In signing up for social media and other online services, we all tend to fly by the end-user agreements and privacy policies in a hurry to join, but the data we leak is valuable. In fact, if we're asking what price our privacy, it turns out, quite a bit.
The UK's Financial Times in 2013 sighted what it said was 'industry pricing data' on various bits of consumer information and found that the names, age, gender and location of 1000 people was worth 50cents - in other words, next to nothing. But throw in more personal information about specific health conditions and that information sold for 26 cents per person. It still sounds like nothing, but start looking at it by population and the numbers really begin to add up. Back in 2012, business advisory firm Boston Consulting Group found the value hidden in the personal data of EU consumers - their 'digital identity' - could 'deliver a €330 billion annual economic benefit for organisations in Europe by 2020'.

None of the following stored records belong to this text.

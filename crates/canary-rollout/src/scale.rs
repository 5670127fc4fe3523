//! Canary sizing and the done-check.
//!
//! Both functions are pure: they look at a fleet snapshot and the target
//! template and never touch the control plane.

use canary_core::{
    FleetPatch, FleetSnapshot, FleetVersion, RolloutError, RolloutResult, TemplateRef,
    UpdatePolicy, UpdateType,
};
use tracing::{debug, warn};

/// Outcome of one scaling step.
#[derive(Debug, Clone, PartialEq, Eq)]
pub struct ScalePlan {
    /// Fixed size of the canary slice before this step (0 if none).
    pub old_canary_size: u32,
    /// Canary size after this step, clamped to the group's target size.
    pub new_canary_size: u32,
    /// Whether this step moves the whole group onto the target template.
    pub collapses: bool,
    pub patch: FleetPatch,
}

/// Compute the next canary step for `fleet`.
///
/// The slice running `template` is the current canary. Among the other
/// slices exactly one must be untagged; it is the primary. A slice tagged
/// as canary but running some other template is a leftover from an
/// earlier rollout and is dropped.
pub fn plan_scale(fleet: &FleetSnapshot, template: &TemplateRef) -> RolloutResult<ScalePlan> {
    let mut primary: Option<&str> = None;
    let mut old_canary_size = 0;

    for version in &fleet.versions {
        if version.template == template.self_link {
            if let Some(size) = version.fixed_size().filter(|n| *n > 0) {
                debug!(size, "found existing canary deployment");
                old_canary_size = old_canary_size.max(size);
            }
            continue;
        }

        if version.is_canary_tagged() {
            warn!(
                stale_template = %version.template,
                "dropping canary slice that runs a different template"
            );
            continue;
        }

        if let Some(first) = primary {
            return Err(RolloutError::AmbiguousPrimary {
                first: first.to_string(),
                second: version.template.clone(),
            });
        }
        primary = Some(version.template.as_str());
    }

    let primary = primary.ok_or(RolloutError::MissingPrimary)?;

    let mut new_canary_size = if old_canary_size == 0 {
        1
    } else {
        old_canary_size.saturating_mul(2)
    };

    let collapses = new_canary_size >= fleet.target_size;
    let versions = if collapses {
        new_canary_size = fleet.target_size;
        vec![FleetVersion::primary(&template.self_link)]
    } else {
        vec![
            FleetVersion::primary(primary),
            FleetVersion::canary(&template.self_link, new_canary_size),
        ]
    };

    // Regional groups reject a fixed surge between 0 and the zone count.
    let max_surge = new_canary_size
        .saturating_sub(old_canary_size)
        .max(fleet.zone_count());

    Ok(ScalePlan {
        old_canary_size,
        new_canary_size,
        collapses,
        patch: FleetPatch {
            versions,
            update_policy: UpdatePolicy {
                kind: UpdateType::Proactive,
                max_surge,
                max_unavailable: 0,
            },
        },
    })
}

/// True once the group runs `template` and nothing else.
pub fn is_done(fleet: &FleetSnapshot, template: &TemplateRef) -> bool {
    matches!(fleet.versions.as_slice(), [only] if only.template == template.self_link)
}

Is your personal data secure?
And because wearables are still very much a nascent technology, we should be asking questions about data security as much as privacy.
Researchers from security firm Symantec put together some home-made wireless scanning devices in 2014 using off-the-shelf components built around Raspberry Pi computers. Taking these devices out on the road to public spaces in the US, the researchers not only picked up a range of fitness trackers being used, they were able to track the individuals wearing them.
Even worse, they also found rookie data security mistakes such as unencrypted passwords transmitted in plain text.
The bumpy road ahead
There's no doubt that wearable technology can offer many benefits – from improved health and lifestyle outcomes for consumers to efficiencies and cost-savings for business. But as the wearables market now begins hitting its straps, don't under-estimate the value of data security or how much your personal data is worth.
Before you sign up to your next wearable device offering online data collection, make sure you check the brand's data-use policy and find out as much as you can about its data security. You might be signing up for more than you bargained for.